##### Input #####
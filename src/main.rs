//! Baton - Agent Runner CLI
//!
//! CLI entry point: loads `.env` and configuration, installs logging, and
//! dispatches the subcommand.

#![forbid(unsafe_code)]

use anyhow::Result;
use clap::Parser;
use std::process::ExitCode;
use tracing::debug;

mod app;
mod cli;
mod loader;
mod logging;

#[tokio::main]
async fn main() -> ExitCode {
    let _ = dotenvy::dotenv();
    let cli = cli::Cli::parse();

    match run(cli).await {
        Ok(()) => ExitCode::SUCCESS,
        Err(e) => {
            report(&e);
            ExitCode::FAILURE
        }
    }
}

async fn run(cli: cli::Cli) -> Result<()> {
    let app = app::App::load(cli.config_path())?;
    let _guard = logging::init(&app.config.logging, cli.verbose)?;
    debug!(version = env!("CARGO_PKG_VERSION"), "Starting Baton");

    cli::run(cli, app).await
}

fn report(e: &anyhow::Error) {
    match e.downcast_ref::<baton_core::Error>() {
        Some(core) => {
            debug!(error = ?core, "Command failed");
            eprint!("{}", baton_core::format_error_for_cli(core));
        }
        None => eprintln!("❌ {e:#}"),
    }
}
//! Error types for baton-tools

use crate::mcp::McpError;
use thiserror::Error;

/// Tool error type
#[derive(Debug, Error)]
pub enum Error {
    /// Tool not found
    #[error("tool not found: {0}")]
    NotFound(String),

    /// Tool is registered but not enabled for the agent
    #[error("tool not enabled: {0}")]
    NotEnabled(String),

    /// Tool execution failed
    #[error("execution failed: {0}")]
    Execution(String),

    /// Invalid input
    #[error("invalid input: {0}")]
    InvalidInput(String),

    /// Timeout
    #[error("timeout after {0}ms")]
    Timeout(u64),

    /// MCP failure
    #[error(transparent)]
    Mcp(#[from] McpError),

    /// IO error
    #[error("io error: {0}")]
    Io(#[from] std::io::Error),
}

/// Result type alias
pub type Result<T> = std::result::Result<T, Error>;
#####
Task to carry out. Please give the listing above once more, word for word.

The completed task.
filename src/main.rs
//! Baton - Agent Runner CLI
//!
//! CLI entry point: loads `.env` and configuration, installs logging, and
//! dispatches the subcommand.

#![forbid(unsafe_code)]

use anyhow::Result;
use clap::Parser;
use std::process::ExitCode;
use tracing::debug;

mod app;
mod cli;
mod loader;
mod logging;

#[tokio::main]
async fn main() -> ExitCode {
    let _ = dotenvy::dotenv();
    let cli = cli::Cli::parse();

    match run(cli).await {
        Ok(()) => ExitCode::SUCCESS,
        Err(e) => {
            report(&e);
            ExitCode::FAILURE
        }
    }
}

async fn run(cli: cli::Cli) -> Result<()> {
    let app = app::App::load(cli.config_path())?;
    let _guard = logging::init(&app.config.logging, cli.verbose)?;
    debug!(version = env!("CARGO_PKG_VERSION"), "Starting Baton");

    cli::run(cli, app).await
}

fn report(e: &anyhow::Error) {
    match e.downcast_ref::<baton_core::Error>() {
        Some(core) => {
            debug!(error = ?core, "Command failed");
            eprint!("{}", baton_core::format_error_for_cli(core));
        }
        None => eprintln!("❌ {e:#}"),
    }
}
//! Error types for baton-tools

use crate::mcp::McpError;
use thiserror::Error;

/// Tool error type
#[derive(Debug, Error)]
pub enum Error {
    /// Tool not found
    #[error("tool not found: {0}")]
    NotFound(String),

    /// Tool is registered but not enabled for the agent
    #[error("tool not enabled: {0}")]
    NotEnabled(String),

    /// Tool execution failed
    #[error("execution failed: {0}")]
    Execution(String),

    /// Invalid input
    #[error("invalid input: {0}")]
    InvalidInput(String),

    /// Timeout
    #[error("timeout after {0}ms")]
    Timeout(u64),

    /// MCP failure
    #[error(transparent)]
    Mcp(#[from] McpError),

    /// IO error
    #[error("io error: {0}")]
    Io(#[from] std::io::Error),
}

/// Result type alias
pub type Result<T> = std::result::Result<T, Error>;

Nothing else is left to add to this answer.